Dan Field is a physician with The Permanente Medical Group.

CPOE – One Size Fits All?
By Mark Moffitt

The goal behind Computerized Physician Order Entry (CPOE) is worthy — replace handwritten physician orders using information technology to minimize translation errors and provide conflict checking at the point of entry. There’s only one problem: many physicians are not satisfied with CPOE. The reason I hear often by non-physicians is this: “Older physicians reject technology. The newer generation of physicians is more accepting.”

I admit I have voiced this sentiment in the past. But after working with physicians and having seen them embrace technology that makes them more productive, I’ve changed my view. My view now is that physicians accept technology if it helps them be more productive and they reject technology that makes them less productive — regardless of age. However, I have observed that physicians over 50 are less tolerant and more vocal than physicians under 40 when their workflow is slowed. Maybe because they have more work to do in less amount of time?

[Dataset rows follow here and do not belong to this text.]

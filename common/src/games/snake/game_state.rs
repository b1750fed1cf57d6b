use serde::Serialize;

use crate::games::SessionRng;
use crate::log;
use super::settings::GameConfig;
use super::snake::Snake;
use super::types::{BoundaryMode, Direction, Food, FoodKind, GameOverReason, Point};

const FOOD_SAMPLING_ATTEMPTS: usize = 100;

/// Every cell is covered by the snake; there is nowhere to put food.
#[derive(Clone, Copy, Debug, PartialEq, Eq)]
pub struct GridExhausted;

impl std::fmt::Display for GridExhausted {
    fn fmt(&self, f: &mut std::fmt::Formatter<'_>) -> std::fmt::Result {
        write!(f, "No free cell left for food")
    }
}

impl std::error::Error for GridExhausted {}

/// Owned copy of the whole game state, handed to observers.
#[derive(Clone, Debug, PartialEq, Eq, Serialize)]
pub struct GameSnapshot {
    pub snake: Vec<Point>,
    pub food: Option<Food>,
    pub score: u32,
    pub game_over: bool,
    pub game_over_reason: Option<GameOverReason>,
    pub paused: bool,
    pub direction: Direction,
    pub pending_direction: Option<Direction>,
    pub boundary_mode: BoundaryMode,
    pub grid_size: usize,
}

impl GameSnapshot {
    pub fn head(&self) -> Point {
        self.snake[0]
    }

    pub fn len(&self) -> usize {
        self.snake.len()
    }

    pub fn is_empty(&self) -> bool {
        self.snake.is_empty()
    }

    /// Direction the next tick will move in.
    pub fn next_direction(&self) -> Direction {
        self.pending_direction.unwrap_or(self.direction)
    }
}

/// Canonical mutable state of one game. All changes go through these methods.
#[derive(Debug)]
pub struct SnakeGameState {
    config: GameConfig,
    rng: SessionRng,
    snake: Snake,
    direction: Direction,
    pending_direction: Option<Direction>,
    food: Option<Food>,
    score: u32,
    game_over: bool,
    game_over_reason: Option<GameOverReason>,
    paused: bool,
    boundary_mode: BoundaryMode,
}

impl SnakeGameState {
    pub fn new(config: GameConfig, boundary_mode: BoundaryMode, rng: SessionRng) -> Self {
        Self {
            snake: Snake::new(config.initial_snake),
            direction: config.initial_direction,
            pending_direction: None,
            food: Some(Food::new(config.initial_food, None)),
            score: 0,
            game_over: false,
            game_over_reason: None,
            paused: false,
            boundary_mode,
            config,
            rng,
        }
    }

    pub fn reset(&mut self) {
        self.score = 0;
        self.game_over = false;
        self.game_over_reason = None;
        self.paused = false;
        self.snake = Snake::new(self.config.initial_snake);
        self.direction = self.config.initial_direction;
        self.pending_direction = None;
        if let Err(e) = self.generate_food() {
            log!("Reset could not place food: {}", e);
        }
    }

    pub fn set_boundary_mode(&mut self, boundary_mode: BoundaryMode) {
        self.boundary_mode = boundary_mode;
    }

    /// Buffers `requested` for the next tick unless it reverses the direction
    /// currently in effect. Later requests before the tick replace earlier ones.
    pub fn set_direction(&mut self, requested: Direction) {
        if requested.is_opposite(&self.direction) {
            return;
        }
        self.pending_direction = Some(requested);
    }

    pub fn set_game_over(&mut self, game_over: bool, reason: Option<GameOverReason>) {
        self.game_over = game_over;
        self.game_over_reason = if game_over { reason } else { None };
    }

    pub fn update_score(&mut self) {
        self.score = self.score.saturating_add(self.config.score_increment);
    }

    /// Places food on a uniformly random free cell and picks its decoration.
    ///
    /// Rejection sampling is tried a bounded number of times; a crowded grid then
    /// falls back to choosing among the enumerated free cells.
    pub fn generate_food(&mut self) -> Result<Food, GridExhausted> {
        if self.snake.len() >= self.config.cell_count() {
            self.food = None;
            return Err(GridExhausted);
        }

        let size = self.config.grid_size as i32;
        let mut position = None;
        for _ in 0..FOOD_SAMPLING_ATTEMPTS {
            let candidate = Point::new(self.rng.random_range(0..size), self.rng.random_range(0..size));
            if !self.snake.occupies(&candidate) {
                position = Some(candidate);
                break;
            }
        }

        let position = match position {
            Some(position) => position,
            None => {
                let free_cells: Vec<Point> = (0..size)
                    .flat_map(|y| (0..size).map(move |x| Point::new(x, y)))
                    .filter(|cell| !self.snake.occupies(cell))
                    .collect();
                *self.rng.choose(&free_cells).ok_or(GridExhausted)?
            }
        };

        let kind = self.rng.choose(&FoodKind::PALETTE).copied();
        let food = Food::new(position, kind);
        self.food = Some(food);
        Ok(food)
    }

    pub fn toggle_pause(&mut self) -> bool {
        self.paused = !self.paused;
        self.paused
    }

    pub fn snapshot(&self) -> GameSnapshot {
        GameSnapshot {
            snake: self.snake.segments().copied().collect(),
            food: self.food,
            score: self.score,
            game_over: self.game_over,
            game_over_reason: self.game_over_reason,
            paused: self.paused,
            direction: self.direction,
            pending_direction: self.pending_direction,
            boundary_mode: self.boundary_mode,
            grid_size: self.config.grid_size,
        }
    }

    pub fn config(&self) -> &GameConfig {
        &self.config
    }

    pub fn snake(&self) -> &Snake {
        &self.snake
    }

    pub fn food(&self) -> Option<Food> {
        self.food
    }

    pub fn score(&self) -> u32 {
        self.score
    }

    pub fn direction(&self) -> Direction {
        self.direction
    }

    pub fn next_direction(&self) -> Direction {
        self.pending_direction.unwrap_or(self.direction)
    }

    pub fn boundary_mode(&self) -> BoundaryMode {
        self.boundary_mode
    }

    pub fn is_game_over(&self) -> bool {
        self.game_over
    }

    pub fn game_over_reason(&self) -> Option<GameOverReason> {
        self.game_over_reason
    }

    pub fn is_paused(&self) -> bool {
        self.paused
    }

    pub(crate) fn apply_pending_direction(&mut self) {
        if let Some(direction) = self.pending_direction.take() {
            self.direction = direction;
        }
    }

    pub(crate) fn candidate_head(&self) -> Point {
        self.snake.head().shifted(self.direction)
    }

    /// Applies the boundary policy to `candidate` and checks it against the
    /// current (pre-move) body, tail included.
    pub(crate) fn resolve_head(&self, candidate: Point) -> Result<Point, GameOverReason> {
        let head = match self.boundary_mode {
            BoundaryMode::Wrap => candidate.wrapped(self.config.grid_size),
            BoundaryMode::Lethal => {
                if !candidate.is_within(self.config.grid_size) {
                    return Err(GameOverReason::HitWall);
                }
                candidate
            }
        };

        if self.snake.occupies(&head) {
            return Err(GameOverReason::HitSelf);
        }

        Ok(head)
    }

    pub(crate) fn push_head(&mut self, head: Point) {
        self.snake.push_head(head);
    }

    pub(crate) fn drop_tail(&mut self) {
        self.snake.pop_tail();
    }

    pub(crate) fn is_food_at(&self, point: Point) -> bool {
        self.food.is_some_and(|food| food.position == point)
    }

    #[cfg(test)]
    pub(crate) fn set_snake(&mut self, segments: &[Point], direction: Direction) {
        self.snake = Snake::from_segments(segments.iter().copied()).expect("valid test body");
        self.direction = direction;
        self.pending_direction = None;
    }

    #[cfg(test)]
    pub(crate) fn set_food(&mut self, position: Point) {
        self.food = Some(Food::new(position, None));
    }
}

#[cfg(test)]
mod tests {
    use super::*;

    fn create_state(boundary_mode: BoundaryMode) -> SnakeGameState {
        SnakeGameState::new(GameConfig::default(), boundary_mode, SessionRng::new(42))
    }

    fn small_config(grid_size: usize) -> GameConfig {
        GameConfig {
            grid_size,
            initial_snake: Point::new(0, 0),
            initial_food: Point::new(1, 1),
            ..GameConfig::default()
        }
    }

    #[test]
    fn test_new_uses_configured_start() {
        let state = create_state(BoundaryMode::Lethal);
        let snapshot = state.snapshot();
        assert_eq!(snapshot.snake, vec![Point::new(10, 10)]);
        assert_eq!(snapshot.direction, Direction::Right);
        assert_eq!(snapshot.food, Some(Food::new(Point::new(5, 5), None)));
        assert_eq!(snapshot.score, 0);
        assert!(!snapshot.game_over);
        assert!(!snapshot.paused);
    }

    #[test]
    fn test_reset_restores_initial_values() {
        let mut state = create_state(BoundaryMode::Wrap);
        state.set_snake(&[Point::new(3, 3), Point::new(3, 4)], Direction::Up);
        state.update_score();
        state.toggle_pause();
        state.set_game_over(true, Some(GameOverReason::HitSelf));
        state.set_direction(Direction::Left);

        state.reset();

        let snapshot = state.snapshot();
        assert_eq!(snapshot.snake, vec![Point::new(10, 10)]);
        assert_eq!(snapshot.direction, Direction::Right);
        assert_eq!(snapshot.pending_direction, None);
        assert_eq!(snapshot.score, 0);
        assert!(!snapshot.game_over);
        assert_eq!(snapshot.game_over_reason, None);
        assert!(!snapshot.paused);
        assert_eq!(snapshot.boundary_mode, BoundaryMode::Wrap);
        let food = snapshot.food.unwrap();
        assert_ne!(food.position, Point::new(10, 10));
        assert!(food.kind.is_some());
    }

    #[test]
    fn test_opposite_direction_is_ignored() {
        let mut state = create_state(BoundaryMode::Lethal);
        state.set_direction(Direction::Left);
        assert_eq!(state.next_direction(), Direction::Right);
        assert_eq!(state.snapshot().pending_direction, None);
    }

    #[test]
    fn test_same_and_perpendicular_directions_are_accepted() {
        let mut state = create_state(BoundaryMode::Lethal);
        state.set_direction(Direction::Right);
        assert_eq!(state.next_direction(), Direction::Right);
        state.set_direction(Direction::Down);
        state.set_direction(Direction::Down);
        assert_eq!(state.next_direction(), Direction::Down);
    }

    #[test]
    fn test_two_requests_cannot_reverse_within_one_tick() {
        let mut state = create_state(BoundaryMode::Lethal);
        state.set_direction(Direction::Down);
        state.set_direction(Direction::Left);
        assert_eq!(state.next_direction(), Direction::Down);

        state.apply_pending_direction();
        state.set_direction(Direction::Left);
        assert_eq!(state.next_direction(), Direction::Left);
    }

    #[test]
    fn test_set_game_over_false_clears_reason() {
        let mut state = create_state(BoundaryMode::Lethal);
        state.set_game_over(true, Some(GameOverReason::HitWall));
        assert!(state.is_game_over());
        assert_eq!(state.game_over_reason(), Some(GameOverReason::HitWall));

        state.set_game_over(false, Some(GameOverReason::HitWall));
        assert!(!state.is_game_over());
        assert_eq!(state.game_over_reason(), None);
    }

    #[test]
    fn test_update_score_adds_increment() {
        let mut state = create_state(BoundaryMode::Lethal);
        state.update_score();
        state.update_score();
        assert_eq!(state.score(), 20);
    }

    #[test]
    fn test_toggle_pause_returns_new_value() {
        let mut state = create_state(BoundaryMode::Lethal);
        assert!(state.toggle_pause());
        assert!(!state.toggle_pause());
    }

    #[test]
    fn test_snapshot_is_a_copy() {
        let state = create_state(BoundaryMode::Lethal);
        let mut snapshot = state.snapshot();
        snapshot.snake.push(Point::new(0, 0));
        snapshot.score = 99;
        assert_eq!(state.snake().len(), 1);
        assert_eq!(state.score(), 0);
    }

    #[test]
    fn test_generate_food_avoids_snake() {
        let mut state = create_state(BoundaryMode::Lethal);
        let body: Vec<Point> = (0..20).map(|x| Point::new(x, 7)).collect();
        state.set_snake(&body, Direction::Right);
        for _ in 0..500 {
            let food = state.generate_food().unwrap();
            assert!(!state.snake().occupies(&food.position));
            assert!(food.position.is_within(20));
        }
    }

    #[test]
    fn test_generate_food_finds_last_free_cell() {
        let mut state = SnakeGameState::new(small_config(4), BoundaryMode::Lethal, SessionRng::new(3));
        let free = Point::new(2, 1);
        let mut body: Vec<Point> = Vec::new();
        for y in 0..4 {
            let row: Vec<i32> = if y % 2 == 0 { (0..4).collect() } else { (0..4).rev().collect() };
            for x in row {
                body.push(Point::new(x, y));
            }
        }
        body.retain(|p| *p != free);
        state.set_snake(&body, Direction::Right);

        for _ in 0..1000 {
            assert_eq!(state.generate_food().unwrap().position, free);
        }
    }

    #[test]
    fn test_generate_food_reports_exhausted_grid() {
        let mut state = SnakeGameState::new(small_config(2), BoundaryMode::Wrap, SessionRng::new(3));
        state.set_snake(
            &[Point::new(0, 0), Point::new(1, 0), Point::new(1, 1), Point::new(0, 1)],
            Direction::Up,
        );
        assert_eq!(state.generate_food(), Err(GridExhausted));
        assert_eq!(state.food(), None);
    }

    #[test]
    fn test_resolve_head_lethal_wall() {
        let mut state = create_state(BoundaryMode::Lethal);
        state.set_snake(&[Point::new(0, 4)], Direction::Left);
        let candidate = state.candidate_head();
        assert_eq!(candidate, Point::new(-1, 4));
        assert_eq!(state.resolve_head(candidate), Err(GameOverReason::HitWall));
    }

    #[test]
    fn test_resolve_head_wraps() {
        let mut state = create_state(BoundaryMode::Wrap);
        state.set_snake(&[Point::new(19, 0)], Direction::Up);
        assert_eq!(state.resolve_head(state.candidate_head()), Ok(Point::new(19, 19)));
    }

    #[test]
    fn test_resolve_head_counts_tail_as_body() {
        let mut state = create_state(BoundaryMode::Lethal);
        state.set_snake(
            &[Point::new(5, 5), Point::new(5, 6), Point::new(4, 6), Point::new(4, 5)],
            Direction::Left,
        );
        assert_eq!(state.resolve_head(state.candidate_head()), Err(GameOverReason::HitSelf));
    }

    #[test]
    fn test_same_seed_places_same_food() {
        let mut a = create_state(BoundaryMode::Lethal);
        let mut b = create_state(BoundaryMode::Lethal);
        for _ in 0..10 {
            assert_eq!(a.generate_food(), b.generate_food());
        }
    }
}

Most all in the industry know the issue. CPOE shifts work done by low-cost clerical staff on a hospital payroll to the highest-paid people working in a hospital. Compounding the problem, physicians are not always employed by a hospital. So the work is shifted from a hospital payroll to an individual physician. And time spent in front of a computer is time not spent with patients. And seeing patients equals making money.

Let me qualify my statements above with this: This discussion is restricted to CPOE in an acute care setting and does not apply to all physicians. Some physicians love the current model for CPOE. It works for them. It makes them more productive.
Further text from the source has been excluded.